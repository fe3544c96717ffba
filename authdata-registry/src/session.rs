use authdata_plugin::{AdCapability, ModuleResult, UsageMask, apply_informational_policy};
use tracing::debug;

use crate::context::{AdContext, has_capability};

impl AdContext {
    /// Initialize request-scoped state for the instances whose
    /// primary-entry flags intersect `usage`.
    ///
    /// Request init runs at most once per plugin instance. A failure from
    /// an informational entry counts as success and the walk continues;
    /// any other failure stops the walk and is returned: instances after
    /// the failing one stay uninitialized, instances before it stay live
    /// until [`end_session`](Self::end_session) releases them.
    pub fn begin_session(&mut self, usage: UsageMask) -> ModuleResult<()> {
        for i in 0..self.entries.len() {
            let entry = &self.entries[i];
            if !entry.primary {
                continue;
            }
            let flags = entry.flags;
            if (flags & usage).is_empty() {
                continue;
            }
            let index = entry.instance;
            let instance = &mut self.instances[index];
            if !has_capability(instance.module.as_ref(), AdCapability::RequestInit) {
                continue;
            }
            // Re-entering an active session is a caller error; the live
            // state is kept rather than re-initialized or leaked.
            if instance.request_state.is_some() {
                continue;
            }
            if let Some(state) =
                apply_informational_policy(flags, instance.module.request_init(usage))?
            {
                debug!(entry = i, "request state initialized");
                instance.request_state = Some(state);
            }
        }
        Ok(())
    }

    /// Release request-scoped state. Each live state value is released
    /// exactly once, through request-fini when the module exposes it.
    /// Infallible, idempotent, and safe after a failed or absent
    /// [`begin_session`](Self::begin_session).
    pub fn end_session(&mut self) {
        for instance in &mut self.instances {
            if let Some(state) = instance.request_state.take() {
                if has_capability(instance.module.as_ref(), AdCapability::RequestFini) {
                    instance.module.request_fini(state);
                }
            }
        }
    }
}

#[cfg(test)]
mod tests {
    use super::*;
    use authdata_plugin::testing::{CallLog, ScriptedPlugin};
    use authdata_plugin::{ModuleError, ModuleFlags};
    use std::sync::atomic::Ordering;

    fn ap_req() -> UsageMask {
        ModuleFlags::USAGE_AP_REQ
    }

    #[test]
    fn test_init_gated_by_usage_mask() {
        let selected = ScriptedPlugin::new("selected", &[1])
            .with_flags(1, ModuleFlags::USAGE_AP_REQ)
            .with_request_init(Ok(()));
        let skipped = ScriptedPlugin::new("skipped", &[2])
            .with_flags(2, ModuleFlags::USAGE_KDC_ISSUED)
            .with_request_init(Ok(()));
        let selected_inits = selected.request_init_counter();
        let skipped_inits = skipped.request_init_counter();

        let mut context =
            AdContext::from_descriptors(vec![Box::new(selected), Box::new(skipped)]).unwrap();
        context.begin_session(ap_req()).unwrap();

        assert_eq!(selected_inits.load(Ordering::SeqCst), 1);
        assert_eq!(skipped_inits.load(Ordering::SeqCst), 0);
    }

    #[test]
    fn test_init_runs_once_per_instance_gated_by_primary_flags() {
        // Only the first-registered type's flags matter; the second type
        // carries no usage bits and must not prevent (or repeat) init.
        let plugin = ScriptedPlugin::new("pac", &[128, 141])
            .with_flags(128, ModuleFlags::USAGE_AP_REQ)
            .with_request_init(Ok(()));
        let inits = plugin.request_init_counter();

        let mut context = AdContext::from_descriptors(vec![Box::new(plugin)]).unwrap();
        context.begin_session(ap_req()).unwrap();
        assert_eq!(inits.load(Ordering::SeqCst), 1);
    }

    #[test]
    fn test_init_skipped_when_primary_flags_do_not_match() {
        // Usage bits on a secondary type do not select the instance.
        let plugin = ScriptedPlugin::new("pac", &[128, 141])
            .with_flags(141, ModuleFlags::USAGE_AP_REQ)
            .with_request_init(Ok(()));
        let inits = plugin.request_init_counter();

        let mut context = AdContext::from_descriptors(vec![Box::new(plugin)]).unwrap();
        context.begin_session(ap_req()).unwrap();
        assert_eq!(inits.load(Ordering::SeqCst), 0);
    }

    #[test]
    fn test_informational_init_failure_is_downgraded() {
        let log = CallLog::new();
        let flaky = ScriptedPlugin::new("flaky", &[1])
            .with_log(&log)
            .with_flags(1, ModuleFlags::USAGE_AP_REQ | ModuleFlags::INFORMATIONAL)
            .with_request_init(Err(ModuleError::Failed("no kdc".into())));
        let healthy = ScriptedPlugin::new("healthy", &[2])
            .with_log(&log)
            .with_flags(2, ModuleFlags::USAGE_AP_REQ)
            .with_request_init(Ok(()));
        let healthy_inits = healthy.request_init_counter();

        let mut context =
            AdContext::from_descriptors(vec![Box::new(flaky), Box::new(healthy)]).unwrap();
        context.begin_session(ap_req()).unwrap();
        assert_eq!(healthy_inits.load(Ordering::SeqCst), 1);
        assert_eq!(
            log.events(),
            vec!["flaky:request_init", "healthy:request_init"]
        );
    }

    #[test]
    fn test_hard_init_failure_stops_later_instances() {
        let failing = ScriptedPlugin::new("failing", &[2])
            .with_flags(2, ModuleFlags::USAGE_AP_REQ)
            .with_request_init(Err(ModuleError::Failed("no kdc".into())));
        let early = ScriptedPlugin::new("early", &[1])
            .with_flags(1, ModuleFlags::USAGE_AP_REQ)
            .with_request_init(Ok(()));
        let late = ScriptedPlugin::new("late", &[3])
            .with_flags(3, ModuleFlags::USAGE_AP_REQ)
            .with_request_init(Ok(()));
        let late_inits = late.request_init_counter();
        let early_finis = early.request_fini_counter();

        let mut context = AdContext::from_descriptors(vec![
            Box::new(early),
            Box::new(failing),
            Box::new(late),
        ])
        .unwrap();

        let err = context.begin_session(ap_req()).unwrap_err();
        assert_eq!(err, ModuleError::Failed("no kdc".into()));
        assert_eq!(late_inits.load(Ordering::SeqCst), 0);

        // State initialized before the failure stays live until the
        // session ends, then is released exactly once.
        context.end_session();
        assert_eq!(early_finis.load(Ordering::SeqCst), 1);
        context.end_session();
        assert_eq!(early_finis.load(Ordering::SeqCst), 1);
    }

    #[test]
    fn test_resource_exhaustion_is_never_downgraded() {
        let plugin = ScriptedPlugin::new("oom", &[1])
            .with_flags(1, ModuleFlags::USAGE_AP_REQ | ModuleFlags::INFORMATIONAL)
            .with_request_init(Err(ModuleError::ResourceExhausted("state".into())));

        let mut context = AdContext::from_descriptors(vec![Box::new(plugin)]).unwrap();
        let err = context.begin_session(ap_req()).unwrap_err();
        assert!(err.is_resource_exhaustion());
    }

    #[test]
    fn test_end_session_without_begin_is_a_noop() {
        let plugin = ScriptedPlugin::new("pac", &[128]).with_request_init(Ok(()));
        let finis = plugin.request_fini_counter();
        let mut context = AdContext::from_descriptors(vec![Box::new(plugin)]).unwrap();
        context.end_session();
        assert_eq!(finis.load(Ordering::SeqCst), 0);
    }

    #[test]
    fn test_state_without_request_fini_is_still_released() {
        let plugin = ScriptedPlugin::new("stateless-fini", &[1])
            .with_flags(1, ModuleFlags::USAGE_AP_REQ)
            .with_request_init(Ok(()))
            .without_request_fini();
        let finis = plugin.request_fini_counter();

        let mut context = AdContext::from_descriptors(vec![Box::new(plugin)]).unwrap();
        context.begin_session(ap_req()).unwrap();
        context.end_session();
        // The module never sees a fini call, but the state slot is
        // cleared and a second end remains a no-op.
        assert_eq!(finis.load(Ordering::SeqCst), 0);
        context.end_session();
        assert_eq!(finis.load(Ordering::SeqCst), 0);
    }

    #[test]
    fn test_teardown_releases_live_request_state_once() {
        let plugin = ScriptedPlugin::new("pac", &[128, 141])
            .with_flags(128, ModuleFlags::USAGE_AP_REQ)
            .with_request_init(Ok(()));
        let finis = plugin.request_fini_counter();

        let mut context = AdContext::from_descriptors(vec![Box::new(plugin)]).unwrap();
        context.begin_session(ap_req()).unwrap();
        drop(context);
        assert_eq!(finis.load(Ordering::SeqCst), 1);
    }
}
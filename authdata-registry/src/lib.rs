pub mod context;
pub mod dispatch;
mod merge;
pub mod session;

// Re-export key types for convenience.
pub use context::{AdContext, PLUGIN_SYMBOL, built_in_descriptors};
pub use dispatch::ExportAttributesError;
use serde::{Deserialize, Serialize};

use super::enums::{Gender, Region};

pub const AGE_RANGE: std::ops::RangeInclusive<i64> = 1..=120;
pub const WEIGHT_RANGE: std::ops::RangeInclusive<i64> = 1..=200;

/// Patient attributes as typed into the predictor form.
///
/// Age and weight stay as raw text: validation reads them, it never rewrites
/// them.
#[derive(Debug, Clone, Default, PartialEq, Eq, Serialize, Deserialize)]
pub struct PatientDetails {
    pub age: String,
    pub weight: String,
    pub region: Region,
    pub gender: Gender,
    pub pregnant: bool,
    pub g6pd_deficiency: bool,
    pub previous_medications: bool,
}

impl PatientDetails {
    pub fn age_is_valid(&self) -> bool {
        parse_int(&self.age).is_some_and(|age| AGE_RANGE.contains(&age))
    }

    pub fn weight_is_valid(&self) -> bool {
        parse_int(&self.weight).is_some_and(|weight| WEIGHT_RANGE.contains(&weight))
    }
}

// ═══════════════════════════════════════════
// Coercions
// ═══════════════════════════════════════════

/// Parse the leading integer of a form value.
///
/// Leading whitespace and a single sign are accepted; parsing stops at the
/// first non-digit, so `"30kg"` reads as 30 and `"12.5"` as 12. Returns `None`
/// when no digit leads the text.
pub fn parse_int(raw: &str) -> Option<i64> {
    let s = raw.trim_start();
    let (negative, digits) = match s.as_bytes().first() {
        Some(b'-') => (true, &s[1..]),
        Some(b'+') => (false, &s[1..]),
        _ => (false, s),
    };

    let end = digits
        .bytes()
        .position(|b| !b.is_ascii_digit())
        .unwrap_or(digits.len());
    if end == 0 {
        return None;
    }

    let mut value: i64 = 0;
    for b in digits[..end].bytes() {
        value = value.saturating_mul(10).saturating_add(i64::from(b - b'0'));
    }
    Some(if negative { -value } else { value })
}

/// `parse_int`, with 0 standing in for unparseable text.
pub fn int_or_zero(raw: &str) -> i64 {
    parse_int(raw).unwrap_or(0)
}

/// Booleans travel as 0/1 on the wire.
pub fn flag(value: bool) -> u8 {
    u8::from(value)
}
------------
■ Task requirements: If a line in the records holds the string "filename", copy it.

■ Answer to the problem:
filename authdata-registry/src/session.rs
filename authdata-registry/src/lib.rs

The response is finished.